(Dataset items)
--- START ---

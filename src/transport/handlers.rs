use super::protocol::{InvokeRequest, InvokeResponse};
use crate::multimap::listener::EntryEvent;
use crate::multimap::service::MultiMapService;
use crate::serialization::Datum;

use axum::{Extension, Json, http::StatusCode};
use std::sync::Arc;

pub async fn handle_invoke(
    Extension(service): Extension<Arc<MultiMapService>>,
    Json(req): Json<InvokeRequest>,
) -> (StatusCode, Json<InvokeResponse>) {
    tracing::debug!(
        "Received {} for '{}' partition {}",
        req.operation.name(),
        req.map_name,
        req.partition
    );

    let outcome = service.execute_local(req);
    let status = match &outcome {
        Ok(_) => StatusCode::OK,
        Err(e) => {
            tracing::warn!("Invocation failed: {}", e);
            StatusCode::INTERNAL_SERVER_ERROR
        }
    };

    (status, Json(InvokeResponse::from(outcome)))
}

pub async fn handle_event(
    Extension(service): Extension<Arc<MultiMapService>>,
    Json(event): Json<EntryEvent<Datum, Datum>>,
) -> StatusCode {
    service.deliver_event(event);
    StatusCode::OK
}
//! Inter-member Protocol
//!
//! Endpoints and DTOs used when a member forwards a partition operation to the
//! partition's owner, or publishes an entry event to its peers. Bodies are JSON.

use crate::error::{MultiMapError, Result};
use crate::multimap::operation::{OpResponse, Operation};

use serde::{Deserialize, Serialize};

/// Endpoint that executes an operation on a partition owned by the receiver.
pub const ENDPOINT_INVOKE: &str = "/internal/multimap/invoke";
/// Endpoint that delivers an entry event raised on another member.
pub const ENDPOINT_EVENT: &str = "/internal/multimap/event";

/// One operation addressed to one partition of one map.
#[derive(Debug, Clone, Serialize, Deserialize)]
pub struct InvokeRequest {
    pub map_name: String,
    pub partition: u32,
    /// Present on mutations; the owner answers a repeated id from its dedup cache.
    pub op_id: Option<String>,
    pub operation: Operation,
}

impl InvokeRequest {
    pub fn new(map_name: &str, partition: u32, operation: Operation) -> Self {
        let op_id = operation
            .is_mutating()
            .then(|| uuid::Uuid::new_v4().to_string());
        Self {
            map_name: map_name.to_string(),
            partition,
            op_id,
            operation,
        }
    }

    /// Reads are idempotent; mutations only when they can be deduplicated.
    pub fn is_retry_safe(&self) -> bool {
        !self.operation.is_mutating() || self.op_id.is_some()
    }
}

#[derive(Debug, Clone, Serialize, Deserialize)]
pub struct InvokeResponse {
    pub outcome: std::result::Result<OpResponse, MultiMapError>,
}

impl InvokeResponse {
    pub fn into_result(self) -> Result<OpResponse> {
        self.outcome
    }
}

impl From<Result<OpResponse>> for InvokeResponse {
    fn from(outcome: Result<OpResponse>) -> Self {
        Self { outcome }
    }
}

--- END ---

→ DIRECTIONS FOR THIS TASK:
Across the entries above, work out the count of lines that hold the word "const", and state that number alone.

→ ANSWER AREA:
2